From Our Experts: Managing Your Child's Safety

Preventing and Responding to Wandering Behavior
Submitted by Tiffany Francese-Sears MA, LMHC

As parents and teachers, we are always concerned about our child’s safety. It is estimated that approximately 49% of children with ASD have a tendency to wander or bolt from safe settings. Individuals with ASD are often attracted to water, yet have little to no sense of danger.

It is very important that we specifically teach the children about danger and ways to stay safe. It is necessary for parents and caregivers to have plan in place to help limit this behavior from occurring and how to respond if your child is missing. Here are practical tips:

1) Secure the home: secure locks on doors and windows, install a home security alarm system. If you have a child who is a night time wanderer a bed alarm may be helpful.  Install fencing –especially around pools. Purchase a portable lock that you can take with you when you travel. Adhere printable Stop Signs at exit points and display child locator decals on your windows.

2) Secure your Child: have your child wear an ID tag such as a medic-alert bracelet, shoe tag, temporary tattoo, pocket card, and/or a seat guard. Parents may also want to consider a “tracking device” for your child to wear which will send you notification of your child’s location. During outings, dress your child in easily distinguishable clothing and take a picture of your child before you go out so you can provide this to First Responders if needed. Complete a Safety and identification form with vital information and keep a copy with you. Most importantly, assign a clear supervision responsibility- hand hold, arm’s reach, visual monitoring etc.
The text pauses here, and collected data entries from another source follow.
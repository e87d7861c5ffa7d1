//! Cloneable callback wrapper used for widget notifications.
//!
//! Widgets hand user code a value (a page number, a confirmation result) through a
//! [`Callback`]. The callback is stored inside the widget and cloned out before it is
//! invoked, so user code is free to call back into the widget that notified it.
//!
//! ## Example
//!
//! ```ignore
//! use jian_pages::Callback;
//!
//! let on_page_change = Callback::new(|page: usize| {
//!     info_log!("moved to page {}", page);
//! });
//! on_page_change.call(3);
//! ```

use std::fmt;
use std::sync::Arc;

#[cfg(target_arch = "wasm32")]
type Handler<Args, Ret> = dyn Fn(Args) -> Ret + 'static;

// Options carrying a callback may be built on a server thread before rendering.
#[cfg(not(target_arch = "wasm32"))]
type Handler<Args, Ret> = dyn Fn(Args) -> Ret + Send + Sync + 'static;

/// A shared, cloneable function taking `Args`.
///
/// Clones point at the same function. On native targets the function must be
/// `Send + Sync`.
pub struct Callback<Args, Ret = ()> {
	handler: Arc<Handler<Args, Ret>>,
}

impl<Args, Ret> Callback<Args, Ret> {
	/// Wraps `f`.
	#[cfg(target_arch = "wasm32")]
	pub fn new<F>(f: F) -> Self
	where
		F: Fn(Args) -> Ret + 'static,
	{
		Self {
			handler: Arc::new(f),
		}
	}

	/// Wraps `f`.
	#[cfg(not(target_arch = "wasm32"))]
	pub fn new<F>(f: F) -> Self
	where
		F: Fn(Args) -> Ret + Send + Sync + 'static,
	{
		Self {
			handler: Arc::new(f),
		}
	}

	/// Invokes the wrapped function.
	pub fn call(&self, args: Args) -> Ret {
		(self.handler)(args)
	}

	/// True when both values are clones of one callback.
	pub fn ptr_eq(&self, other: &Self) -> bool {
		Arc::ptr_eq(&self.handler, &other.handler)
	}
}

impl<Args, Ret> Clone for Callback<Args, Ret> {
	fn clone(&self) -> Self {
		Self {
			handler: Arc::clone(&self.handler),
		}
	}
}

impl<Args, Ret> fmt::Debug for Callback<Args, Ret> {
	fn fmt(&self, f: &mut fmt::Formatter<'_>) -> fmt::Result {
		write!(f, "Callback({:p})", Arc::as_ptr(&self.handler) as *const ())
	}
}
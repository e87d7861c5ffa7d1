//! Pagination controller
//!
//! [`Pagination`] owns the page state of one pagination bar, renders it into its container,
//! and keeps exactly one delegated click listener and at most one fragment listener alive.
//!
//! Every navigation either completes fully, in the order state → render → fragment write →
//! callback, or does nothing at all. The callback runs after the controller's state is
//! released, so it may call back into the controller.

use std::cell::RefCell;
use std::ops::Range;
use std::rc::Rc;

use jian_pages::{
	Callback, ClickTarget, Container, ListenerSlot, MountTarget, Platform, debug_log, error_log,
};

use super::config::{PaginationConfig, PaginationOptions, PaginationUpdate};
use super::hash::HashSync;
use super::render::{CONTROL_SELECTOR, ControlAction, PaginationView};
use crate::component::Component;
use crate::error::{ComponentError, Result};

struct Inner {
	/// `None` when the mount target did not resolve
	container: Option<Rc<dyn Container>>,
	config: PaginationConfig,
	hash: HashSync,
	click: ListenerSlot,
	destroyed: bool,
}

impl Inner {
	fn is_live(&self) -> bool {
		self.container.is_some() && !self.destroyed
	}

	fn notification(&self, page: usize) -> Option<(Callback<usize>, usize)> {
		self.config.on_page_change().cloned().map(|callback| (callback, page))
	}
}

/// A mounted pagination bar.
///
/// Cloning the handle shares the same bar. The installed listeners keep the bar alive, so a
/// bar mounted without keeping its handle keeps responding to clicks and fragment changes.
/// Only [`Pagination::destroy`] removes the listeners and releases the bar.
///
/// # Example
///
/// ```ignore
/// use jian_pages::{Callback, Platform};
/// use jian_pages_components::pagination::{Pagination, PaginationOptions};
///
/// let platform = Platform::browser()?;
/// let pagination = Pagination::mount(
///     "#pagination-container",
///     PaginationOptions::new()
///         .total_items(100)
///         .use_hash(true)
///         .on_page_change(Callback::new(|page| info_log!("page {}", page))),
///     &platform,
/// );
/// pagination.goto(3);
/// ```
#[derive(Clone)]
pub struct Pagination {
	inner: Rc<RefCell<Inner>>,
}

fn resolve(target: &MountTarget, platform: &Platform) -> Result<Rc<dyn Container>> {
	target
		.resolve(platform.document())
		.ok_or_else(|| ComponentError::ContainerNotFound(target.to_string()))
}

impl Pagination {
	/// Mounts a bar, reporting an unresolvable target as an error.
	pub fn try_mount(
		target: impl Into<MountTarget>,
		options: PaginationOptions,
		platform: &Platform,
	) -> Result<Self> {
		let container = resolve(&target.into(), platform)?;
		Ok(Self::build(Some(container), options, platform))
	}

	/// Mounts a bar. An unresolvable target is logged and yields an inert bar whose
	/// operations do nothing.
	pub fn mount(
		target: impl Into<MountTarget>,
		options: PaginationOptions,
		platform: &Platform,
	) -> Self {
		match resolve(&target.into(), platform) {
			Ok(container) => Self::build(Some(container), options, platform),
			Err(err) => {
				error_log!("[Pagination Error] {}", err);
				Self::build(None, options, platform)
			}
		}
	}

	fn build(
		container: Option<Rc<dyn Container>>,
		options: PaginationOptions,
		platform: &Platform,
	) -> Self {
		let config = PaginationConfig::from_options(options);
		let hash = HashSync::new(platform.location(), config.hash_key());
		let pagination = Self {
			inner: Rc::new(RefCell::new(Inner {
				container,
				config,
				hash,
				click: ListenerSlot::new(),
				destroyed: false,
			})),
		};

		{
			let mut guard = pagination.inner.borrow_mut();
			let inner = &mut *guard;
			if inner.is_live() {
				if inner.config.use_hash() {
					if let Some(page) = inner.hash.read() {
						let page = page.min(inner.config.total_pages());
						inner.config.set_current_page(page);
					}
					pagination.listen_hash(inner);
				}
				pagination.render(inner);
			}
		}
		pagination
	}

	/// Moves to `page`, clamped into `[1, total_pages]`.
	///
	/// Moving to the current page does nothing: no render, no fragment write, no callback.
	pub fn goto(&self, page: i64) {
		self.transition(|config| config.clamp(page));
	}

	/// Same as [`Pagination::goto`].
	pub fn set_current_page(&self, page: i64) {
		self.goto(page);
	}

	/// Moves one page back.
	pub fn prev(&self) {
		self.transition(|config| config.current_page().saturating_sub(1).max(1));
	}

	/// Moves one page forward.
	pub fn next(&self) {
		self.transition(|config| {
			config
				.current_page()
				.saturating_add(1)
				.min(config.total_pages())
		});
	}

	/// Moves to page 1.
	pub fn first(&self) {
		self.transition(|_| 1);
	}

	/// Moves to the last page.
	pub fn last(&self) {
		self.transition(PaginationConfig::total_pages);
	}

	/// Merges `update` into the options, re-clamps the current page and re-renders.
	///
	/// Turning `use_hash` on installs the fragment listener, turning it off removes it.
	/// No callback is invoked.
	pub fn update(&self, update: PaginationUpdate) {
		let mut guard = self.inner.borrow_mut();
		let inner = &mut *guard;
		if !inner.is_live() {
			return;
		}

		if inner.config.apply(update) {
			inner.hash.set_key(inner.config.hash_key());
			if inner.config.use_hash() {
				self.listen_hash(inner);
			} else {
				inner.hash.stop();
			}
		}
		self.render(inner);
	}

	/// Removes all listeners and clears the container. The bar stays inert afterwards.
	/// Calling it again does nothing.
	pub fn destroy(&self) {
		let mut guard = self.inner.borrow_mut();
		let inner = &mut *guard;
		if inner.destroyed {
			return;
		}
		inner.click.release();
		inner.hash.stop();
		if let Some(container) = &inner.container {
			container.set_inner_html("");
		}
		inner.destroyed = true;
		debug_log!("[Pagination] destroyed");
	}

	/// Current page (1-indexed)
	pub fn current_page(&self) -> usize {
		self.inner.borrow().config.current_page()
	}

	/// Number of pages, derived from the current options
	pub fn total_pages(&self) -> usize {
		self.inner.borrow().config.total_pages()
	}

	/// Items per page
	pub fn page_size(&self) -> usize {
		self.inner.borrow().config.page_size()
	}

	/// Total number of items
	pub fn total_items(&self) -> usize {
		self.inner.borrow().config.total_items()
	}

	/// Window size
	pub fn visible_pages(&self) -> usize {
		self.inner.borrow().config.visible_pages()
	}

	/// Item indices shown on the current page
	pub fn item_range(&self) -> Range<usize> {
		self.inner.borrow().config.item_range()
	}

	/// False for bars whose target did not resolve and for destroyed bars
	pub fn is_mounted(&self) -> bool {
		self.inner.borrow().is_live()
	}

	/// True while the fragment listener is installed
	pub fn is_hash_synced(&self) -> bool {
		self.inner.borrow().hash.is_listening()
	}

	/// The bar as it would be rendered now
	pub fn view(&self) -> PaginationView {
		let inner = self.inner.borrow();
		PaginationView::new(
			inner.config.current_page(),
			inner.config.total_pages(),
			inner.config.visible_pages(),
		)
	}

	/// Runs one navigation to the page picked by `target`, which must return a page inside
	/// `[1, total_pages]`.
	fn transition(&self, target: impl FnOnce(&PaginationConfig) -> usize) {
		let notify = {
			let mut guard = self.inner.borrow_mut();
			let inner = &mut *guard;
			if !inner.is_live() {
				return;
			}
			let page = target(&inner.config);
			let from = inner.config.current_page();
			if !inner.config.set_current_page(page) {
				return;
			}
			debug_log!("[Pagination] page {} -> {}", from, page);

			self.render(inner);
			if inner.config.use_hash() {
				inner.hash.write(page);
			}
			inner.notification(page)
		};

		if let Some((callback, page)) = notify {
			callback.call(page);
		}
	}

	fn render(&self, inner: &mut Inner) {
		let Some(container) = inner.container.clone() else {
			return;
		};
		let view = PaginationView::new(
			inner.config.current_page(),
			inner.config.total_pages(),
			inner.config.visible_pages(),
		);
		container.set_inner_html(&view.render());

		if view.items().is_empty() {
			inner.click.release();
			return;
		}

		// The listener owns the bar until destroy() releases it
		let bar = self.clone();
		inner.click.replace(move || {
			container.delegate_click(
				CONTROL_SELECTOR,
				Rc::new(move |target: &ClickTarget| bar.handle_click(target)),
			)
		});
	}

	fn listen_hash(&self, inner: &mut Inner) {
		let bar = self.clone();
		inner.hash.listen(Rc::new(move || bar.sync_from_hash()));
	}

	fn handle_click(&self, target: &ClickTarget) {
		match ControlAction::from_click(target) {
			Some(ControlAction::Prev) => self.prev(),
			Some(ControlAction::Next) => self.next(),
			Some(ControlAction::GoTo(page)) => self.goto(page),
			None => {}
		}
	}

	/// Adopts a page from the fragment after an external change. Mirrors `goto` without
	/// writing the fragment back, so reading a value this bar wrote is a no-op.
	fn sync_from_hash(&self) {
		let notify = {
			let mut guard = self.inner.borrow_mut();
			let inner = &mut *guard;
			if !inner.is_live() || !inner.config.use_hash() {
				return;
			}
			let Some(page) = inner.hash.read() else {
				return;
			};
			if page > inner.config.total_pages() || !inner.config.set_current_page(page) {
				return;
			}
			debug_log!("[Pagination] page {} from fragment", page);

			self.render(inner);
			inner.notification(page)
		};

		if let Some((callback, page)) = notify {
			callback.call(page);
		}
	}
}

impl std::fmt::Debug for Pagination {
	fn fmt(&self, f: &mut std::fmt::Formatter<'_>) -> std::fmt::Result {
		let inner = self.inner.borrow();
		f.debug_struct("Pagination")
			.field("config", &inner.config)
			.field("hash", &inner.hash)
			.field("mounted", &inner.is_live())
			.finish()
	}
}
3) Teach your child: Parents may want to consider swimming lessons. Parents should also try and teach their child to respond to his/her name and to respond to inhibitory words such as “no”, “stop”, “come here” with increasing distance and distraction. Teach your child to “walk with me” or “stay with me”. It also can be helpful if parents teach their child to identify himself (name, address, phone) either verbally or with an ID card.

4) Develop a Family Response Plan: Assign an emergency point person who can contact First Responders, family and neighbors, providing them with a copy of your child’s safety and identification form. Inform local law enforcement and emergency responders about your child’s wandering behavior.